Nuclear Transmutation: The Reality of Cold Fusion
|Author||Jed Rothwell, Tadahiko Mizuno|
|Publisher||Infinite Energy Press|
The announcement of cold fusion in March 1989 at the University of Utah was greeted with astonishment worldwide. Drs. Martin Fleischmann and Stanley Pons had claimed that an electrochemical cell with heavy water electrolyte and a palladium cathode gave rise to so much excess energy that the mysterious phenomenon had to be nuclear, and was probably a process related to nuclear fusion. Many scientists quickly took sides for or against cold fusion--mostly against. By the end of the summer the experts claimed cold fusion didn't exist. They said it was an experimental error and could not be reproduced. Actually, the story had barely begun. Provocative research had never ended. Cold fusion was and is very much alive. IN THIS BOOK, Dr. Mizuno describes both the dark and bright sides of the cold fusion story: the frustration, the boredom, the endless guerrilla war with scientists who wanted to stop the research, science journalists who appeared to thrive on the outpouring of supposedly negative results, fruitless battles to publish a paper or be heard at a physics conference, but then also the triumph of dramatic experimental results in the production of huge excess energy and the paradigm busting discovery of the low-energy transmutation of heavy elements found on cold fusion electrodes. It is impossible for one book to encompass the now expanding worldwide effort to understand the cold fusion enigma, but for those who want to learn about the rest of the story, this account of one scientist's experience on the frontiers of knowledge is an excellent beginning.

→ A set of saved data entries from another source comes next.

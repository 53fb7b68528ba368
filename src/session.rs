use std::collections::{HashSet, VecDeque};

use aes_gcm::aead::{Aead, KeyInit, Payload};
use aes_gcm::{Aes256Gcm, Key, Nonce};
use base64::engine::general_purpose::STANDARD as BASE64_STANDARD;
use base64::Engine as _;
use hkdf::Hkdf;
use rand::rngs::OsRng;
use rand::RngCore;
use serde::{Deserialize, Serialize};
use serde_json::Value;
use sha2::Sha256;
use x25519_dalek::{PublicKey, StaticSecret};

use crate::error::SecurityError;
use crate::secret::HostSecret;

pub const KEY_LEN: usize = 32;
pub const NONCE_LEN: usize = 12;
pub const ENVELOPE_VERSION: u8 = 1;

const SIGNALING_INFO: &[u8] = b"breakwater/signaling-v1";
const ROTATION_INFO: &[u8] = b"breakwater/key-rotation";

/// Wire form of an encrypted signaling message. `v` distinguishes AEAD
/// framing from anything older; only version 1 is accepted.
#[derive(Debug, Clone, Serialize, Deserialize)]
pub struct SealedEnvelope {
    pub encrypted: bool,
    pub v: u8,
    pub ct: String,
    pub n: String,
    pub ts: i64,
    pub seq: u64,
}

/// Bounded set of nonces already accepted under the current session.
/// Overflow trims to the most recent entries, oldest first.
#[derive(Debug)]
pub(crate) struct NonceCache {
    seen: HashSet<String>,
    order: VecDeque<String>,
    max: usize,
    trim: usize,
}

impl NonceCache {
    pub(crate) fn new(max: usize, trim: usize) -> Self {
        Self {
            seen: HashSet::new(),
            order: VecDeque::new(),
            max,
            trim,
        }
    }

    /// Records `nonce`; returns `false` when it was already present.
    pub(crate) fn insert(&mut self, nonce: &str) -> bool {
        if self.seen.contains(nonce) {
            return false;
        }
        self.seen.insert(nonce.to_string());
        self.order.push_back(nonce.to_string());
        if self.seen.len() > self.max {
            while self.seen.len() > self.trim {
                if let Some(oldest) = self.order.pop_front() {
                    self.seen.remove(&oldest);
                } else {
                    break;
                }
            }
        }
        true
    }
}

/// Per-connection authenticated-encryption state.
///
/// The session key is established either through an ephemeral x25519
/// exchange or directly from the pairing token and host secret; both paths
/// run the result through HKDF-SHA256 with the token as binding context, so
/// a captured key is useless once the token rotates. The key ratchets
/// forward every `rotation_interval` messages and is never persisted.
pub struct SessionCrypto {
    session_key: Option<[u8; KEY_LEN]>,
    message_count: u64,
    sequence: u64,
    peer_sequence: u64,
    nonces: NonceCache,
    rotation_interval: u64,
    max_message_age_secs: i64,
    exchange_secret: Option<StaticSecret>,
}

impl SessionCrypto {
    pub fn new(
        rotation_interval: u64,
        max_message_age_secs: i64,
        nonce_cache_max: usize,
        nonce_cache_trim: usize,
    ) -> Self {
        Self {
            session_key: None,
            message_count: 0,
            sequence: 0,
            peer_sequence: 0,
            nonces: NonceCache::new(nonce_cache_max, nonce_cache_trim),
            rotation_interval,
            max_message_age_secs,
            exchange_secret: Some(StaticSecret::random_from_rng(OsRng)),
        }
    }

    pub fn has_session_key(&self) -> bool {
        self.session_key.is_some()
    }

    /// Our half of the ephemeral key exchange, base64 encoded.
    pub fn public_key_b64(&self) -> Result<String, SecurityError> {
        let secret = self
            .exchange_secret
            .as_ref()
            .ok_or(SecurityError::NoKeyExchange)?;
        Ok(BASE64_STANDARD.encode(PublicKey::from(secret).as_bytes()))
    }

    /// Key-exchange mode: Diffie-Hellman against the peer's public key,
    /// then HKDF with the session token as salt.
    pub fn establish_from_peer(
        &mut self,
        peer_public_b64: &str,
        token: &str,
    ) -> Result<(), SecurityError> {
        let secret = self
            .exchange_secret
            .as_ref()
            .ok_or(SecurityError::NoKeyExchange)?;
        let raw = BASE64_STANDARD.decode(peer_public_b64)?;
        let peer_bytes: [u8; 32] = raw
            .as_slice()
            .try_into()
            .map_err(|_| SecurityError::InvalidPeerKey)?;
        let shared = secret.diffie_hellman(&PublicKey::from(peer_bytes));

        let salt_len = token.len().min(KEY_LEN);
        let key = derive_key(shared.as_bytes(), &token.as_bytes()[..salt_len], SIGNALING_INFO)?;
        self.install_key(key);
        tracing::debug!(target: "breakwater::session", "session key established via key exchange");
        Ok(())
    }

    /// Token-bound mode: no exchange round trip, key derived from the token
    /// and the host secret.
    pub fn establish_from_token(
        &mut self,
        token: &str,
        secret: &HostSecret,
    ) -> Result<(), SecurityError> {
        let key = derive_key(token.as_bytes(), secret.kdf_salt(), SIGNALING_INFO)?;
        self.install_key(key);
        tracing::debug!(target: "breakwater::session", "session key established from token");
        Ok(())
    }

    /// Encrypts one signaling message with AES-256-GCM under a fresh random
    /// 96-bit nonce. The timestamp and monotonic sequence travel as AAD, so
    /// tampering with either invalidates the tag.
    pub fn encrypt(&mut self, message: &Value, now: i64) -> Result<SealedEnvelope, SecurityError> {
        let key = self.session_key.ok_or(SecurityError::NoSessionKey)?;
        let plaintext = serde_json::to_vec(message)?;

        let mut nonce = [0u8; NONCE_LEN];
        OsRng.fill_bytes(&mut nonce);
        self.sequence += 1;
        let aad = format!("{now}:{}", self.sequence);

        let cipher = Aes256Gcm::new(Key::<Aes256Gcm>::from_slice(&key));
        let ciphertext = cipher
            .encrypt(
                Nonce::from_slice(&nonce),
                Payload {
                    msg: &plaintext,
                    aad: aad.as_bytes(),
                },
            )
            .map_err(SecurityError::Encrypt)?;

        let envelope = SealedEnvelope {
            encrypted: true,
            v: ENVELOPE_VERSION,
            ct: BASE64_STANDARD.encode(ciphertext),
            n: BASE64_STANDARD.encode(nonce),
            ts: now,
            seq: self.sequence,
        };

        self.message_count += 1;
        if self.message_count >= self.rotation_interval {
            self.rotate_key()?;
        }
        Ok(envelope)
    }

    /// Authenticates and decrypts an inbound envelope.
    ///
    /// Guards run in a fixed order before the AEAD open: framing version,
    /// message age, strict sequence monotonicity, nonce uniqueness. A guard
    /// that fires consumes its state transition; a burned sequence number
    /// stays burned.
    pub fn decrypt(&mut self, envelope: &SealedEnvelope, now: i64) -> Result<Value, SecurityError> {
        let key = self.session_key.ok_or(SecurityError::NoSessionKey)?;
        if envelope.v != ENVELOPE_VERSION {
            return Err(SecurityError::UnsupportedVersion);
        }
        if (now - envelope.ts).abs() > self.max_message_age_secs {
            return Err(SecurityError::StaleMessage);
        }
        if envelope.seq <= self.peer_sequence {
            return Err(SecurityError::SequenceReplay);
        }
        self.peer_sequence = envelope.seq;
        if !self.nonces.insert(&envelope.n) {
            return Err(SecurityError::NonceReplay);
        }

        let nonce = BASE64_STANDARD.decode(&envelope.n)?;
        if nonce.len() != NONCE_LEN {
            return Err(SecurityError::InvalidEnvelope);
        }
        let ciphertext = BASE64_STANDARD.decode(&envelope.ct)?;
        let aad = format!("{}:{}", envelope.ts, envelope.seq);

        let cipher = Aes256Gcm::new(Key::<Aes256Gcm>::from_slice(&key));
        let plaintext = cipher
            .decrypt(
                Nonce::from_slice(&nonce),
                Payload {
                    msg: &ciphertext,
                    aad: aad.as_bytes(),
                },
            )
            .map_err(SecurityError::Decrypt)?;
        Ok(serde_json::from_slice(&plaintext)?)
    }

    /// One-way ratchet: the next key is derived from the current one with a
    /// fresh random salt, then the current one is overwritten. A later key
    /// leak does not expose earlier traffic.
    fn rotate_key(&mut self) -> Result<(), SecurityError> {
        let Some(old_key) = self.session_key else {
            return Ok(());
        };
        let mut salt = [0u8; 16];
        OsRng.fill_bytes(&mut salt);
        self.session_key = Some(derive_key(&old_key, &salt, ROTATION_INFO)?);
        self.message_count = 0;
        tracing::debug!(target: "breakwater::session", "session key rotated");
        Ok(())
    }

    fn install_key(&mut self, key: [u8; KEY_LEN]) {
        self.session_key = Some(key);
        self.message_count = 0;
        self.sequence = 0;
    }
}

fn derive_key(ikm: &[u8], salt: &[u8], info: &[u8]) -> Result<[u8; KEY_LEN], SecurityError> {
    let hk = Hkdf::<Sha256>::new(Some(salt), ikm);
    let mut out = [0u8; KEY_LEN];
    hk.expand(info, &mut out)
        .map_err(|_| SecurityError::Kdf("hkdf expand failure".into()))?;
    Ok(out)
}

"I find this frank and open exposition by Dr. Mizuno to be the most thoughtful, most interesting, and most helpful scientifically of all the books to date about 'cold fusion.' In the process of recounting his experiences and views, Dr. Mizuno provides an important glimpse into how research often evolves in practice and how the process can plunge into a chaotic maze in some cases, like 'cold fusion.'" -- Professor George Miley, University of Illinois, Fusion Studies Laboratory
Originally published in Japanese, 1997.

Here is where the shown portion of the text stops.